PROBLEM STATEMENT ▸ Output each record exactly. Leave none out.

PROVIDED DATA ▸
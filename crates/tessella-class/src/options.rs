//! Options loading.
//!
//! Default options are plain JSON maps, but templates are commonly
//! configured from TOML files; this module converts TOML text into an
//! options map that merges like any other payload.

use thiserror::Error;

use tessella_util::JsonMap;

/// Errors from parsing options text.
#[derive(Debug, Error)]
pub enum OptionsError {
    #[error("invalid options TOML: {0}")]
    Parse(#[from] toml::de::Error),
    #[error("options value not representable as JSON: {0}")]
    Convert(#[from] serde_json::Error),
}

/// Parses a TOML table into an options map.
pub fn options_from_toml(text: &str) -> Result<JsonMap, OptionsError> {
    let table: toml::Table = toml::from_str(text)?;
    let mut map = JsonMap::new();
    for (key, value) in table {
        map.insert(key, serde_json::to_value(value)?);
    }
    Ok(map)
}
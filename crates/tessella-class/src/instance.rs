//! Instances: objects produced from templates.

use serde_json::Value;
use std::cell::{Cell, RefCell};
use std::rc::Rc;
use thiserror::Error;

use tessella_events::{Evented, WithEvents};
use tessella_util::{merge_into, merged, JsonMap};

use crate::template::{InitHook, Template};

/// Errors from instance behavior invocation.
#[derive(Debug, Error, PartialEq, Eq)]
pub enum ClassError {
    /// No behavior of that name anywhere in the template chain.
    #[error("template `{template}` has no method `{method}`")]
    MissingMethod { template: String, method: String },
}

struct InstanceInner {
    template: Template,
    /// Per-instance overrides only; unset keys resolve from the template.
    options: RefCell<JsonMap>,
    /// Free-form instance data for behaviors to keep between calls.
    state: RefCell<JsonMap>,
    init_hooks_called: Cell<bool>,
    events: Rc<Evented>,
}

/// A concrete object created from a [`Template`].
///
/// The handle is a cheap clone sharing one underlying object, so behaviors
/// and event listeners can capture the instance they run on. Holds a
/// per-instance options overlay (reads fall through to the template's
/// defaults), a free-form state map, the once-only init-hook flag, and the
/// evented state.
#[derive(Clone)]
pub struct Instance {
    inner: Rc<InstanceInner>,
}

impl Instance {
    pub(crate) fn from_template(template: Template, options: JsonMap) -> Self {
        Self {
            inner: Rc::new(InstanceInner {
                template,
                options: RefCell::new(options),
                state: RefCell::new(JsonMap::new()),
                init_hooks_called: Cell::new(false),
                events: Rc::new(Evented::new()),
            }),
        }
    }

    /// The template this instance was created from.
    pub fn template(&self) -> &Template {
        &self.inner.template
    }

    /// Invokes the named behavior, resolved child-first through the
    /// template chain.
    pub fn call(&self, name: &str, args: &[Value]) -> Result<Value, ClassError> {
        let Some(method) = self.inner.template.method(name) else {
            return Err(ClassError::MissingMethod {
                template: self.inner.template.name().to_string(),
                method: name.to_string(),
            });
        };
        Ok(method(self, args))
    }

    /// True if the named behavior exists anywhere in the chain.
    pub fn has_method(&self, name: &str) -> bool {
        self.inner.template.method(name).is_some()
    }

    /// Runs every init hook in the template chain, root ancestor first,
    /// most-derived last, exactly once per instance.
    ///
    /// The guard flag is set on entry, so reentrant construction logic
    /// cannot double-run hooks. A `Method` hook whose name resolves to
    /// nothing is warned about and skipped; construction never fails.
    pub fn run_init_hooks(&self) {
        if self.inner.init_hooks_called.get() {
            return;
        }
        self.inner.init_hooks_called.set(true);

        let mut chain = Vec::new();
        let mut current = Some(&self.inner.template);
        while let Some(template) = current {
            chain.push(template.clone());
            current = template.parent();
        }

        for template in chain.iter().rev() {
            for hook in template.init_hooks_snapshot() {
                match hook {
                    InitHook::Callback(f) => f(self),
                    InitHook::Method { name, args } => {
                        if let Err(err) = self.call(&name, &args) {
                            tracing::warn!("skipping init hook: {err}");
                        }
                    }
                }
            }
        }
    }

    /// Reads one option: the per-instance overlay first, then the
    /// template's defaults.
    pub fn option(&self, key: &str) -> Option<Value> {
        if let Some(v) = self.inner.options.borrow().get(key) {
            return Some(v.clone());
        }
        self.inner.template.option(key)
    }

    /// Overrides one option for this instance only.
    pub fn set_option(&self, key: impl Into<String>, value: Value) {
        self.inner.options.borrow_mut().insert(key.into(), value);
    }

    /// Merges a map of per-instance overrides.
    pub fn set_options(&self, options: &JsonMap) {
        merge_into(&mut self.inner.options.borrow_mut(), options);
    }

    /// The fully resolved options record: template defaults overlaid with
    /// this instance's overrides.
    pub fn options_snapshot(&self) -> JsonMap {
        let defaults = self.inner.template.options_snapshot();
        let own = self.inner.options.borrow();
        merged(&[&defaults, &*own])
    }

    /// Reads one free-form state entry.
    pub fn state(&self, key: &str) -> Option<Value> {
        self.inner.state.borrow().get(key).cloned()
    }

    /// Writes one free-form state entry.
    pub fn set_state(&self, key: impl Into<String>, value: Value) {
        self.inner.state.borrow_mut().insert(key.into(), value);
    }
}

impl WithEvents for Instance {
    fn events(&self) -> &Rc<Evented> {
        &self.inner.events
    }
}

RESULT ▸
filename crates/tessella-class/src/options.rs
//! Options loading.
//!
//! Default options are plain JSON maps, but templates are commonly
//! configured from TOML files; this module converts TOML text into an
//! options map that merges like any other payload.

use thiserror::Error;

use tessella_util::JsonMap;

/// Errors from parsing options text.
#[derive(Debug, Error)]
pub enum OptionsError {
    #[error("invalid options TOML: {0}")]
    Parse(#[from] toml::de::Error),
    #[error("options value not representable as JSON: {0}")]
    Convert(#[from] serde_json::Error),
}

/// Parses a TOML table into an options map.
pub fn options_from_toml(text: &str) -> Result<JsonMap, OptionsError> {
    let table: toml::Table = toml::from_str(text)?;
    let mut map = JsonMap::new();
    for (key, value) in table {
        map.insert(key, serde_json::to_value(value)?);
    }
    Ok(map)
}
filename crates/tessella-class/src/instance.rs
//! Instances: objects produced from templates.

use serde_json::Value;
use std::cell::{Cell, RefCell};
use std::rc::Rc;
use thiserror::Error;

use tessella_events::{Evented, WithEvents};
use tessella_util::{merge_into, merged, JsonMap};

use crate::template::{InitHook, Template};

/// Errors from instance behavior invocation.
#[derive(Debug, Error, PartialEq, Eq)]
pub enum ClassError {
    /// No behavior of that name anywhere in the template chain.
    #[error("template `{template}` has no method `{method}`")]
    MissingMethod { template: String, method: String },
}

struct InstanceInner {
    template: Template,
    /// Per-instance overrides only; unset keys resolve from the template.
    options: RefCell<JsonMap>,
    /// Free-form instance data for behaviors to keep between calls.
    state: RefCell<JsonMap>,
    init_hooks_called: Cell<bool>,
    events: Rc<Evented>,
}

/// A concrete object created from a [`Template`].
///
/// The handle is a cheap clone sharing one underlying object, so behaviors
/// and event listeners can capture the instance they run on. Holds a
/// per-instance options overlay (reads fall through to the template's
/// defaults), a free-form state map, the once-only init-hook flag, and the
/// evented state.
#[derive(Clone)]
pub struct Instance {
    inner: Rc<InstanceInner>,
}

impl Instance {
    pub(crate) fn from_template(template: Template, options: JsonMap) -> Self {
        Self {
            inner: Rc::new(InstanceInner {
                template,
                options: RefCell::new(options),
                state: RefCell::new(JsonMap::new()),
                init_hooks_called: Cell::new(false),
                events: Rc::new(Evented::new()),
            }),
        }
    }

    /// The template this instance was created from.
    pub fn template(&self) -> &Template {
        &self.inner.template
    }

    /// Invokes the named behavior, resolved child-first through the
    /// template chain.
    pub fn call(&self, name: &str, args: &[Value]) -> Result<Value, ClassError> {
        let Some(method) = self.inner.template.method(name) else {
            return Err(ClassError::MissingMethod {
                template: self.inner.template.name().to_string(),
                method: name.to_string(),
            });
        };
        Ok(method(self, args))
    }

    /// True if the named behavior exists anywhere in the chain.
    pub fn has_method(&self, name: &str) -> bool {
        self.inner.template.method(name).is_some()
    }

    /// Runs every init hook in the template chain, root ancestor first,
    /// most-derived last, exactly once per instance.
    ///
    /// The guard flag is set on entry, so reentrant construction logic
    /// cannot double-run hooks. A `Method` hook whose name resolves to
    /// nothing is warned about and skipped; construction never fails.
    pub fn run_init_hooks(&self) {
        if self.inner.init_hooks_called.get() {
            return;
        }
        self.inner.init_hooks_called.set(true);

        let mut chain = Vec::new();
        let mut current = Some(&self.inner.template);
        while let Some(template) = current {
            chain.push(template.clone());
            current = template.parent();
        }

        for template in chain.iter().rev() {
            for hook in template.init_hooks_snapshot() {
                match hook {
                    InitHook::Callback(f) => f(self),
                    InitHook::Method { name, args } => {
                        if let Err(err) = self.call(&name, &args) {
                            tracing::warn!("skipping init hook: {err}");
                        }
                    }
                }
            }
        }
    }

    /// Reads one option: the per-instance overlay first, then the
    /// template's defaults.
    pub fn option(&self, key: &str) -> Option<Value> {
        if let Some(v) = self.inner.options.borrow().get(key) {
            return Some(v.clone());
        }
        self.inner.template.option(key)
    }

    /// Overrides one option for this instance only.
    pub fn set_option(&self, key: impl Into<String>, value: Value) {
        self.inner.options.borrow_mut().insert(key.into(), value);
    }

    /// Merges a map of per-instance overrides.
    pub fn set_options(&self, options: &JsonMap) {
        merge_into(&mut self.inner.options.borrow_mut(), options);
    }

    /// The fully resolved options record: template defaults overlaid with
    /// this instance's overrides.
    pub fn options_snapshot(&self) -> JsonMap {
        let defaults = self.inner.template.options_snapshot();
        let own = self.inner.options.borrow();
        merged(&[&defaults, &*own])
    }

    /// Reads one free-form state entry.
    pub fn state(&self, key: &str) -> Option<Value> {
        self.inner.state.borrow().get(key).cloned()
    }

    /// Writes one free-form state entry.
    pub fn set_state(&self, key: impl Into<String>, value: Value) {
        self.inner.state.borrow_mut().insert(key.into(), value);
    }
}

impl WithEvents for Instance {
    fn events(&self) -> &Rc<Evented> {
        &self.inner.events
    }
}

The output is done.